Remorse. The end of summer often brings a list of could haves, would haves, and should haves. All the things we intended to do but didn’t accomplish. Consider ways to incorporate these items into your regular routine. Are these items that must be completed in the school year?

Anger. Consider the source of your anger. Is it related to remorse? Or sadness?

Anxiety. The change in routine to the school year can be very anxiety-producing for both children and adults. Who will my teacher be? Will any of my friends be in my class? Will I hear from the principal this school year? What school supplies are needed? The list goes on and on. Take time to answer these questions independently or with your child, as appropriate. Brainstorm resolutions to the uncertainly. For example, will my friends be in my class? What would happen if they weren’t? What could we do to continue to see old friends? And what can we do to make new ones?
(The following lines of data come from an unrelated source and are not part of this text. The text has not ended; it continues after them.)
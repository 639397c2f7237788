//! Receive pipeline

use std::sync::atomic::{AtomicU64, Ordering};
use std::sync::Arc;

use crate::audio::buffer::{PlaybackBuffer, PlaybackStats};
use crate::audio::playback::{OutputSink, SpeakerSink};
use crate::codec::FrameCodec;
use crate::config::StreamConfig;
use crate::error::Result;
use crate::mesh::MeshChannel;
use crate::stream::{StateCell, StreamState};

/// Listening controller: mesh → codec → jitter buffer → speaker.
///
/// Construction wires the subscription and starts the sink; the receiver
/// then listens for its lifetime. State flips to `Receiving` on the
/// first decoded frame and stays there — the wire carries no
/// end-of-stream signal, so a stopped transmitter is indistinguishable
/// from a slow one.
pub struct Receiver {
    buffer: Arc<PlaybackBuffer>,
    sink: Box<dyn OutputSink>,
    state: Arc<StateCell>,
    malformed: Arc<AtomicU64>,
    channel: Arc<MeshChannel>,
}

impl Receiver {
    /// Receiver playing through the default output device.
    pub fn new(config: StreamConfig, channel: Arc<MeshChannel>) -> Result<Self> {
        Self::with_sink(Box::new(SpeakerSink::new(config.clone())), config, channel)
    }

    /// Receiver with a caller-provided output sink.
    pub fn with_sink(
        mut sink: Box<dyn OutputSink>,
        config: StreamConfig,
        channel: Arc<MeshChannel>,
    ) -> Result<Self> {
        let buffer = Arc::new(PlaybackBuffer::new(config.jitter_frames));
        let state = Arc::new(StateCell::new(StreamState::Idle));
        let malformed = Arc::new(AtomicU64::new(0));

        let codec = FrameCodec::new(config.frame_samples);
        let handler_buffer = buffer.clone();
        let handler_state = state.clone();
        let handler_malformed = malformed.clone();
        channel.subscribe(move |packet| match codec.decode(&packet) {
            Ok(frame) => {
                handler_state.store(StreamState::Receiving);
                handler_buffer.enqueue(frame);
            }
            Err(e) => {
                // Malformed packets cost themselves, nothing else.
                handler_malformed.fetch_add(1, Ordering::Relaxed);
                tracing::debug!("dropping packet: {}", e);
            }
        });

        sink.start(buffer.clone())?;
        tracing::info!(group = %channel.group(), "listening");

        Ok(Self {
            buffer,
            sink,
            state,
            malformed,
            channel,
        })
    }

    /// Group this receiver is tuned to
    pub fn group(&self) -> &crate::mesh::MeshGroup {
        self.channel.group()
    }

    /// Published lifecycle state
    pub fn state(&self) -> StreamState {
        self.state.load()
    }

    /// Jitter buffer counters
    pub fn playback_stats(&self) -> PlaybackStats {
        self.buffer.stats()
    }

    /// Packets dropped for not being an exact frame
    pub fn malformed_packets(&self) -> u64 {
        self.malformed.load(Ordering::Relaxed)
    }
}

impl Drop for Receiver {
    fn drop(&mut self) {
        self.sink.stop();
    }
}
The emotions related to the end of the summer can be plentiful, and contradictory. They can vary from day to day or minute to minute. Take time to both express and address these emotions in order to cope with and prepare for the beginning of the school year. If the emotions are overwhelming, or inhibit your ability to function in your day-to-day, consider seeking outside help. Mental health professionals are trained to deal with a variety of concerns, and are ready, able, and happy to help!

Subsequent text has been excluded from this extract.